I used it for a day without the handle on when it broke. It's doable, but you have to hang on to it. I'm running a 7" Mora on it.


----------



## Ranger Ray (Mar 2, 2003)

I have the 6", and have found no need for the handle. Read where people were braking them, so never used it.


----------



## Jimbos (Nov 21, 2000)

Ranger Ray said:


> I have the 6", and have found no need for the handle. Read where people were braking them, so never used it.


I also use a 6" Nils and going through 15+ has been like nothing at all but I still have that handle on but don't really use it.


----------



## plugger (Aug 8, 2001)

Ranger Ray said:


> I have the 6", and have found no need for the handle. Read where people were braking them, so never used it.

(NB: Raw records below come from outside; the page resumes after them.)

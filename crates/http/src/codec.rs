//! Wire codec: request decoding and response encoding.
//!
//! The decoder is deliberately stateless: it re-parses the header section on
//! every call until the full request (header plus declared body) is buffered,
//! then splits it off and returns an [`http::Request`] with a `Bytes` body.
//! On the way out, the encoder writes the status line, the header block and
//! the buffered body, filling in `Content-Length` when the handler did not.

use bytes::{Buf, Bytes, BytesMut};
use http::header::{HeaderName, HeaderValue, CONTENT_LENGTH};
use http::{Method, Request, Response, StatusCode, Uri, Version};

use crate::protocol::{ParseError, SendError};

const MAX_HEADER_NUM: usize = 64;
const DEFAULT_MAX_HEADER_SIZE: usize = 8 * 1024;

/// Decodes buffered bytes into complete HTTP/1.x requests.
pub struct RequestDecoder {
    max_header_size: usize,
}

impl RequestDecoder {
    pub fn new() -> Self {
        Self { max_header_size: DEFAULT_MAX_HEADER_SIZE }
    }
}

impl Default for RequestDecoder {
    fn default() -> Self {
        Self::new()
    }
}

impl RequestDecoder {
    /// Attempts to decode one request from `src`.
    ///
    /// Returns `Ok(None)` when more bytes are needed. On success the consumed
    /// bytes are removed from `src`, leaving any pipelined follow-up in place.
    pub fn decode(&self, src: &mut BytesMut) -> Result<Option<Request<Bytes>>, ParseError> {
        if src.is_empty() {
            return Ok(None);
        }

        let mut headers = [httparse::EMPTY_HEADER; MAX_HEADER_NUM];
        let mut parsed = httparse::Request::new(&mut headers);

        let header_len = match parsed.parse(src.as_ref()) {
            Ok(httparse::Status::Complete(len)) => len,
            Ok(httparse::Status::Partial) => {
                if src.len() > self.max_header_size {
                    return Err(ParseError::too_large_header(src.len(), self.max_header_size));
                }
                return Ok(None);
            }
            Err(httparse::Error::TooManyHeaders) => return Err(ParseError::too_many_headers(MAX_HEADER_NUM)),
            Err(e) => return Err(ParseError::invalid_header(e)),
        };

        let method =
            Method::from_bytes(parsed.method.ok_or(ParseError::InvalidMethod)?.as_bytes()).map_err(|_| ParseError::InvalidMethod)?;
        let uri = parsed.path.ok_or(ParseError::InvalidUri)?.parse::<Uri>().map_err(|_| ParseError::InvalidUri)?;
        let version = match parsed.version {
            Some(0) => Version::HTTP_10,
            Some(1) => Version::HTTP_11,
            other => return Err(ParseError::InvalidVersion(other)),
        };

        let mut builder = Request::builder().method(method).uri(uri).version(version);
        {
            // builder holds no error at this point, headers_mut is Some
            let header_map = builder.headers_mut().ok_or_else(|| ParseError::invalid_header("request builder"))?;
            header_map.reserve(parsed.headers.len());
            for header in parsed.headers.iter() {
                let name = HeaderName::from_bytes(header.name.as_bytes()).map_err(ParseError::invalid_header)?;
                let value = HeaderValue::from_bytes(header.value).map_err(ParseError::invalid_header)?;
                header_map.append(name, value);
            }
        }

        let body_len = match builder.headers_ref().and_then(|map| map.get(CONTENT_LENGTH)) {
            None => 0,
            Some(value) => {
                let text = value.to_str().map_err(ParseError::invalid_content_length)?;
                text.trim().parse::<usize>().map_err(ParseError::invalid_content_length)?
            }
        };

        let total_len = header_len
            .checked_add(body_len)
            .ok_or_else(|| ParseError::invalid_content_length("declared length overflows the request size"))?;
        if src.len() < total_len {
            return Ok(None);
        }

        src.advance(header_len);
        let body = src.split_to(body_len).freeze();

        builder.body(body).map(Some).map_err(ParseError::invalid_header)
    }
}

/// Encodes a buffered response into its wire form.
pub struct ResponseEncoder;

impl ResponseEncoder {
    pub fn new() -> Self {
        Self
    }

    pub fn encode(&self, response: Response<Bytes>, dst: &mut BytesMut) -> Result<(), SendError> {
        let (parts, body) = response.into_parts();

        let version = match parts.version {
            Version::HTTP_10 => "HTTP/1.0",
            Version::HTTP_11 => "HTTP/1.1",
            other => return Err(SendError::invalid_response(format!("unsupported version {other:?}"))),
        };

        dst.extend_from_slice(version.as_bytes());
        dst.extend_from_slice(b" ");
        dst.extend_from_slice(parts.status.as_str().as_bytes());
        dst.extend_from_slice(b" ");
        dst.extend_from_slice(parts.status.canonical_reason().unwrap_or("Unknown").as_bytes());
        dst.extend_from_slice(b"\r\n");

        for (name, value) in parts.headers.iter() {
            dst.extend_from_slice(name.as_str().as_bytes());
            dst.extend_from_slice(b": ");
            dst.extend_from_slice(value.as_bytes());
            dst.extend_from_slice(b"\r\n");
        }

        if !parts.headers.contains_key(CONTENT_LENGTH) {
            dst.extend_from_slice(b"content-length: ");
            dst.extend_from_slice(body.len().to_string().as_bytes());
            dst.extend_from_slice(b"\r\n");
        }

        dst.extend_from_slice(b"\r\n");
        dst.extend_from_slice(&body);
        Ok(())
    }
}

impl Default for ResponseEncoder {
    fn default() -> Self {
        Self::new()
    }
}

/// Builds a bare response carrying only a status code.
pub fn build_error_response(status: StatusCode) -> Response<Bytes> {
    let mut response = Response::new(Bytes::new());
    *response.status_mut() = status;
    response
}

#[cfg(test)]
mod tests {
    use super::{RequestDecoder, ResponseEncoder};
    use crate::protocol::ParseError;
    use bytes::{Bytes, BytesMut};
    use http::{Method, Response, StatusCode, Version};

    fn buf(bytes: &[u8]) -> BytesMut {
        BytesMut::from(bytes)
    }

    #[test]
    fn decode_request_without_body() {
        let decoder = RequestDecoder::new();
        let mut src = buf(b"GET /index HTTP/1.1\r\nHost: localhost\r\n\r\n");

        let request = decoder.decode(&mut src).unwrap().unwrap();
        assert_eq!(request.method(), Method::GET);
        assert_eq!(request.uri().path(), "/index");
        assert_eq!(request.version(), Version::HTTP_11);
        assert_eq!(request.headers().get("host").unwrap(), "localhost");
        assert!(request.body().is_empty());
        assert!(src.is_empty());
    }

    #[test]
    fn decode_request_with_body() {
        let decoder = RequestDecoder::new();
        let mut src = buf(b"POST /submit HTTP/1.1\r\ncontent-length: 7\r\n\r\nName=Ed");

        let request = decoder.decode(&mut src).unwrap().unwrap();
        assert_eq!(request.method(), Method::POST);
        assert_eq!(request.body().as_ref(), b"Name=Ed");
    }

    #[test]
    fn decode_waits_for_full_body() {
        let decoder = RequestDecoder::new();
        let mut src = buf(b"POST /submit HTTP/1.1\r\ncontent-length: 7\r\n\r\nNam");

        assert!(decoder.decode(&mut src).unwrap().is_none());

        src.extend_from_slice(b"e=Ed");
        let request = decoder.decode(&mut src).unwrap().unwrap();
        assert_eq!(request.body().as_ref(), b"Name=Ed");
    }

    #[test]
    fn decode_waits_for_full_header() {
        let decoder = RequestDecoder::new();
        let mut src = buf(b"GET /ind");
        assert!(decoder.decode(&mut src).unwrap().is_none());
    }

    #[test]
    fn decode_keeps_pipelined_bytes() {
        let decoder = RequestDecoder::new();
        let mut src = buf(b"GET /a HTTP/1.1\r\n\r\nGET /b HTTP/1.1\r\n\r\n");

        let first = decoder.decode(&mut src).unwrap().unwrap();
        assert_eq!(first.uri().path(), "/a");

        let second = decoder.decode(&mut src).unwrap().unwrap();
        assert_eq!(second.uri().path(), "/b");
    }

    #[test]
    fn decode_rejects_bad_content_length() {
        let decoder = RequestDecoder::new();
        let mut src = buf(b"POST / HTTP/1.1\r\ncontent-length: nope\r\n\r\n");
        assert!(decoder.decode(&mut src).is_err());
    }

    #[test]
    fn decode_rejects_overflowing_content_length() {
        let decoder = RequestDecoder::new();
        let mut src = buf(b"POST / HTTP/1.1\r\ncontent-length: 18446744073709551615\r\n\r\n");

        let err = decoder.decode(&mut src).unwrap_err();
        assert!(matches!(err, ParseError::InvalidContentLength { .. }));
    }

    #[test]
    fn decode_rejects_oversized_header_block() {
        let decoder = RequestDecoder::new();
        // header section never terminates and the buffer is already past the cap
        let mut src = buf(b"GET / HTTP/1.1\r\nx-filler: ");
        src.extend_from_slice(&[b'a'; 9 * 1024]);

        let err = decoder.decode(&mut src).unwrap_err();
        assert!(matches!(err, ParseError::TooLargeHeader { .. }));
    }

    #[test]
    fn decode_rejects_too_many_headers() {
        let mut raw = b"GET / HTTP/1.1\r\n".to_vec();
        for i in 0..65 {
            raw.extend_from_slice(format!("x-h{i}: 1\r\n").as_bytes());
        }
        raw.extend_from_slice(b"\r\n");

        let decoder = RequestDecoder::new();
        let mut src = buf(&raw);
        let err = decoder.decode(&mut src).unwrap_err();
        assert!(matches!(err, ParseError::TooManyHeaders { .. }));
    }

    #[test]
    fn decode_custom_method_token() {
        let decoder = RequestDecoder::new();
        let mut src = buf(b"PURGE /cache HTTP/1.1\r\n\r\n");
        let request = decoder.decode(&mut src).unwrap().unwrap();
        assert_eq!(request.method().as_str(), "PURGE");
    }

    #[test]
    fn encode_fills_content_length() {
        let encoder = ResponseEncoder::new();
        let response = Response::builder().status(StatusCode::OK).body(Bytes::from_static(b"hello")).unwrap();

        let mut dst = BytesMut::new();
        encoder.encode(response, &mut dst).unwrap();

        let text = String::from_utf8(dst.to_vec()).unwrap();
        assert!(text.starts_with("HTTP/1.1 200 OK\r\n"));
        assert!(text.contains("content-length: 5\r\n"));
        assert!(text.ends_with("\r\n\r\nhello"));
    }

    #[test]
    fn encode_keeps_explicit_content_length() {
        let encoder = ResponseEncoder::new();
        let response = Response::builder()
            .status(StatusCode::NO_CONTENT)
            .header(http::header::CONTENT_LENGTH, "0")
            .body(Bytes::new())
            .unwrap();

        let mut dst = BytesMut::new();
        encoder.encode(response, &mut dst).unwrap();

        let text = String::from_utf8(dst.to_vec()).unwrap();
        assert_eq!(text.matches("content-length").count(), 1);
    }
}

 Try my 8". If it catches your going to want two handles.


----------



## Ranger Ray (Mar 2, 2003)

That's why I figured I best state 6", because I have no idea on the 8." LOL.


----------



## FivesFull (Jan 29, 2017)

I use a crapy 7 in Eskimo auger with the Milwaukee without a handle and I find that as long as when you drill your hole if your battery is facing you (instead of to the side the way it naturally wants to go once you start the hole) if it grabs it will give you enough time to let off the trigger before it bends your wrist a way it doesn't bend. Seems to work for me I have drilled thousands of holes with the combo without a problem


----------



## Martian (Apr 28, 2011)

I used it with a 5 in. very impressed , back out today. however, I was spearing, so only drilled about 9 holes. today vexi and gill chasing, now we will see, thanks for all the responses


----------



## MISTURN3 (Jan 3, 2012)

My comment or likes were based on having an 8" mora on a dewalt about break my wrist.......5" lazer no worries at all. Prior to using the handle, i would just brace the drill when using the 8" against my body so i will just break a hip now instead


----------



## msfcarp (Jun 6, 2006)

Bhags8 said:


> Home depot wanted $250 for the 12ah. What a joke


Not a joke, just the way it is. That’s how Milwaukee gets you to buy tools, the only way to buy batteries economically is to buy kits with tools you don’t need lol.

Seriously, at work I bought drills I didn’t need just to have extra batteries, was cheaper than buying bare batteries.

Huge proponent of the Fuel tools, I work heavy civil and just about never use a corded tool anymore.


Sent from my iPhone using Michigan Sportsman


----------



## Ranger Ray (Mar 2, 2003)

You can buy them for $125 on the net.


----------